→ **Your objective**:
Look through the listing below for lines containing the word "enemies". State only their number.

====

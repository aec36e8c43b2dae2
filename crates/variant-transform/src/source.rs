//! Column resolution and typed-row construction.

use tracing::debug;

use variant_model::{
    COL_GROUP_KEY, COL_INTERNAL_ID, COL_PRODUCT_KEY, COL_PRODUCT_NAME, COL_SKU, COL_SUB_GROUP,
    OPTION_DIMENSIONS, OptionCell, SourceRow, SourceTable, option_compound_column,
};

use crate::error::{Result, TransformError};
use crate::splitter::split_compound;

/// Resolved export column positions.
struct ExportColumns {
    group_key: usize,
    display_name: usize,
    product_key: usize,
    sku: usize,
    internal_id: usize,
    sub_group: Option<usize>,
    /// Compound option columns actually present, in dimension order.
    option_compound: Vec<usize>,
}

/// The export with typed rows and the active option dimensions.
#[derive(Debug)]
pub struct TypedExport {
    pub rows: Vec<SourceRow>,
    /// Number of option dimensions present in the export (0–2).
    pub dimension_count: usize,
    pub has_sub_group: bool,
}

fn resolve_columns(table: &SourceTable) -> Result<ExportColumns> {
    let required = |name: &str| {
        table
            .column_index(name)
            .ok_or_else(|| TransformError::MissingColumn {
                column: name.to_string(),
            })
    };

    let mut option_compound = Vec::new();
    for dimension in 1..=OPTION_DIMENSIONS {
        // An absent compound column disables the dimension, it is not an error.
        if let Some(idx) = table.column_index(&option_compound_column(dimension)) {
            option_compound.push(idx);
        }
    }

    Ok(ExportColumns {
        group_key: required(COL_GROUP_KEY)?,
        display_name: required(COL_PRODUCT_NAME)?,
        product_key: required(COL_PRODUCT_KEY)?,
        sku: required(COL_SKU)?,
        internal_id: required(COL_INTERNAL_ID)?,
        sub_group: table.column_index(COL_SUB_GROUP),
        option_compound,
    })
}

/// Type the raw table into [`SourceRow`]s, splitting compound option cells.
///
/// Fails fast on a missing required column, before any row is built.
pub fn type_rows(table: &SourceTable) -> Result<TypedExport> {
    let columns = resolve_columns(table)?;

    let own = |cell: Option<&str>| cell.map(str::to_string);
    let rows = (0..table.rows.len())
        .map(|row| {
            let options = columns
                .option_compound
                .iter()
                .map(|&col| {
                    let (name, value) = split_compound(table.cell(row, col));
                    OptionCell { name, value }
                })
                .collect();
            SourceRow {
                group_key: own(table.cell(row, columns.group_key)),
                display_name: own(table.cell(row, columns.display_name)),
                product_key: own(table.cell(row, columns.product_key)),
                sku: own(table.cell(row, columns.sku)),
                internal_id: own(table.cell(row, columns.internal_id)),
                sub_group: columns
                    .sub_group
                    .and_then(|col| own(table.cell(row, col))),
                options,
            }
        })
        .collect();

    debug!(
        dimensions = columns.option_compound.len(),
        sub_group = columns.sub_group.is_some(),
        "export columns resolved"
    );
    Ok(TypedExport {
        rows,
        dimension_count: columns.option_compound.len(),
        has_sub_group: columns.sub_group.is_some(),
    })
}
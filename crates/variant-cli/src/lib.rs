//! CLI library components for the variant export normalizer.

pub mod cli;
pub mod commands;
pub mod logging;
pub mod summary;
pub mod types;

====

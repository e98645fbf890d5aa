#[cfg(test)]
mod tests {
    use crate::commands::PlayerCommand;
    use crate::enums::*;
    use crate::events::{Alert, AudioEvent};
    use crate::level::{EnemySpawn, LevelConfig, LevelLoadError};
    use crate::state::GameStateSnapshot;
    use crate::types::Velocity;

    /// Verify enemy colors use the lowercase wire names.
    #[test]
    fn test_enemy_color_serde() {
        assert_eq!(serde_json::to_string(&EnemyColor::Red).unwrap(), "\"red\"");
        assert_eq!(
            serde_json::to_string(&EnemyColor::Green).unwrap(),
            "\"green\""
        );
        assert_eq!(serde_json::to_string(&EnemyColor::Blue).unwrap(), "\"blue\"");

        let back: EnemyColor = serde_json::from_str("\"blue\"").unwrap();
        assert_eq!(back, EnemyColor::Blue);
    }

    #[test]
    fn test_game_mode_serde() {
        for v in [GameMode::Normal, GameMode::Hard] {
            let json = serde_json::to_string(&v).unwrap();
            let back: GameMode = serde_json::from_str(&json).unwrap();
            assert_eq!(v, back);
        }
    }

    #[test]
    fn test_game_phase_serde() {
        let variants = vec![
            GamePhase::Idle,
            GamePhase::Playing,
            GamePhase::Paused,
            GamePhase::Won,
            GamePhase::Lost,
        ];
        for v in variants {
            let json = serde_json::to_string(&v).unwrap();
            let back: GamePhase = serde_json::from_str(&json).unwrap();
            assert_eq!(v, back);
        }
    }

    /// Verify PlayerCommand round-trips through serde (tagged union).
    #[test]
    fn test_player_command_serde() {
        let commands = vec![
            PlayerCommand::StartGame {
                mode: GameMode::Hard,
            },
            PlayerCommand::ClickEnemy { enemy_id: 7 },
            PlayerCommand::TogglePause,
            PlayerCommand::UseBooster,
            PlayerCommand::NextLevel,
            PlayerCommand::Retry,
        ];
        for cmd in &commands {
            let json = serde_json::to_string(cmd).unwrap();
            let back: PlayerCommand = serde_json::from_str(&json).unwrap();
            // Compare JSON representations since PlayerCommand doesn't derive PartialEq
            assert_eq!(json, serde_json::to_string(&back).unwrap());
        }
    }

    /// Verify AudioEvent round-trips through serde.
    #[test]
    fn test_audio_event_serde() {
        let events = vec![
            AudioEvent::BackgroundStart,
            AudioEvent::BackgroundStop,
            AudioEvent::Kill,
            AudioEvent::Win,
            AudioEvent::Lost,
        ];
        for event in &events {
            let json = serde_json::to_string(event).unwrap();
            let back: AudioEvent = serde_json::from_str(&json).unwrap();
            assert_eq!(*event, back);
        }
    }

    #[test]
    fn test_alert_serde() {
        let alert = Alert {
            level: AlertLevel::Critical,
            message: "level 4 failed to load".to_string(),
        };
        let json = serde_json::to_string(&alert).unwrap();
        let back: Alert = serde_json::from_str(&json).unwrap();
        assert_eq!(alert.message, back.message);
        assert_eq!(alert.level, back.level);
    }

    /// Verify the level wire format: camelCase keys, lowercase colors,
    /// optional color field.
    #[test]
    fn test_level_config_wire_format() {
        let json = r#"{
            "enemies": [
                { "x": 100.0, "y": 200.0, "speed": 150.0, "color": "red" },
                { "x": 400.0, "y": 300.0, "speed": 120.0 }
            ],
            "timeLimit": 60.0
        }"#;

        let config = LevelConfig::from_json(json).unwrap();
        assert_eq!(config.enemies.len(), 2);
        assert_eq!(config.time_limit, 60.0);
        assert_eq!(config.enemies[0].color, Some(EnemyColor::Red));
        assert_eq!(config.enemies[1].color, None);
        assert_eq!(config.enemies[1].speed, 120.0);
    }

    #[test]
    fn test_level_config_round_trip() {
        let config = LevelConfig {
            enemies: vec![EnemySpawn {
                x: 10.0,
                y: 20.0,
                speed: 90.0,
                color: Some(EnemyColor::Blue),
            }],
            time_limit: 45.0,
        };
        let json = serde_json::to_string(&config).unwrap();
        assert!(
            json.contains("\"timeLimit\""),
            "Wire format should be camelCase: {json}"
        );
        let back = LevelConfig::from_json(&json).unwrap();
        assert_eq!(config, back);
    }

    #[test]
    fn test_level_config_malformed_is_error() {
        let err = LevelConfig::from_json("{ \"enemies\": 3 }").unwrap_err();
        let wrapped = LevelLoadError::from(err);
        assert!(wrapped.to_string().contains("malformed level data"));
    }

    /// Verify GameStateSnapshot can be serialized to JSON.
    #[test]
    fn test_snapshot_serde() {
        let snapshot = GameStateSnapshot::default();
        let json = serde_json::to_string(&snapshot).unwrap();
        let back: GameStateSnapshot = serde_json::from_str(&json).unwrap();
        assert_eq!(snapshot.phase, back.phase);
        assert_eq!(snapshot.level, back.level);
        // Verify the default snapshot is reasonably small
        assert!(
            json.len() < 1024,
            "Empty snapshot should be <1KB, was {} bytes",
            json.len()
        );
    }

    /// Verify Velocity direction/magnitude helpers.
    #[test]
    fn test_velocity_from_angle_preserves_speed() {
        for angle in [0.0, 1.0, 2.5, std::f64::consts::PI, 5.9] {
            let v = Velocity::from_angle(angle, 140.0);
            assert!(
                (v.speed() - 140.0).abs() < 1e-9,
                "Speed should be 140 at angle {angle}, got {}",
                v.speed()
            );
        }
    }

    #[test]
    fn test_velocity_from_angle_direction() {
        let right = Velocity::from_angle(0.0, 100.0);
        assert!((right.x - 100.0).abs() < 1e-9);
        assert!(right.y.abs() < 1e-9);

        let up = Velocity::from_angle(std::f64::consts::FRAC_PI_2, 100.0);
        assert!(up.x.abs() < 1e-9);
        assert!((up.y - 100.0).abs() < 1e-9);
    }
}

====

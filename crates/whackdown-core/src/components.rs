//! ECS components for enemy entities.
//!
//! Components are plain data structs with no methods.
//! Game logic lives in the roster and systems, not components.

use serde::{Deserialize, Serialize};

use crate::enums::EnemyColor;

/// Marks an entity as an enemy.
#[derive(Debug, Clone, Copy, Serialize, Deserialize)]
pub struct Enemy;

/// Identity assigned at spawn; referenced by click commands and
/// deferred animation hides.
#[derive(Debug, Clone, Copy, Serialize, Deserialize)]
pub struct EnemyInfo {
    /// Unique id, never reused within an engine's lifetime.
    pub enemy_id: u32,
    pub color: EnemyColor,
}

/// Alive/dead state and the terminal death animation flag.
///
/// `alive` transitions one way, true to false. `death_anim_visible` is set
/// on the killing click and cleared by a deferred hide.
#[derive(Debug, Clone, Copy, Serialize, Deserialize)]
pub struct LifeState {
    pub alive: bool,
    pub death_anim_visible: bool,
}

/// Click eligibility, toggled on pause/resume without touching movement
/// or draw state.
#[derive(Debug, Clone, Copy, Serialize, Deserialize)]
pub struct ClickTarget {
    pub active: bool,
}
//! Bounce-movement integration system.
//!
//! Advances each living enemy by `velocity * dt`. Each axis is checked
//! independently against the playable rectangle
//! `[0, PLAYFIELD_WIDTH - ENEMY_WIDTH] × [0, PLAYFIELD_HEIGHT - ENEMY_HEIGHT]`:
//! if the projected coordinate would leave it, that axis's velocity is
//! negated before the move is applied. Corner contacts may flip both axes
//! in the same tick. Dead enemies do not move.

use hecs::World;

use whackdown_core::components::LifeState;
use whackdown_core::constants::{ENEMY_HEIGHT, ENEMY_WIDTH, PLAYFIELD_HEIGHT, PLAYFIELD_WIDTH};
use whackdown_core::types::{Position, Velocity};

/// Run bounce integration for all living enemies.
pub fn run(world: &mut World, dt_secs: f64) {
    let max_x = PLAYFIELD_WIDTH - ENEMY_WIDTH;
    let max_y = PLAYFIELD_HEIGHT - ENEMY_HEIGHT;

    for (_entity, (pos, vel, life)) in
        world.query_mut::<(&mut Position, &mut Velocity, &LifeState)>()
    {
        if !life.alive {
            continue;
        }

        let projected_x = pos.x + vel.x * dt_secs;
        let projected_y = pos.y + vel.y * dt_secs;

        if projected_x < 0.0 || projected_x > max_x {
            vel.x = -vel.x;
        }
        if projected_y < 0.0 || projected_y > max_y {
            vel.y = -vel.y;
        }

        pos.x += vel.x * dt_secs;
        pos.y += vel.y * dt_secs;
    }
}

====

→ **Answer to this exercise**:
9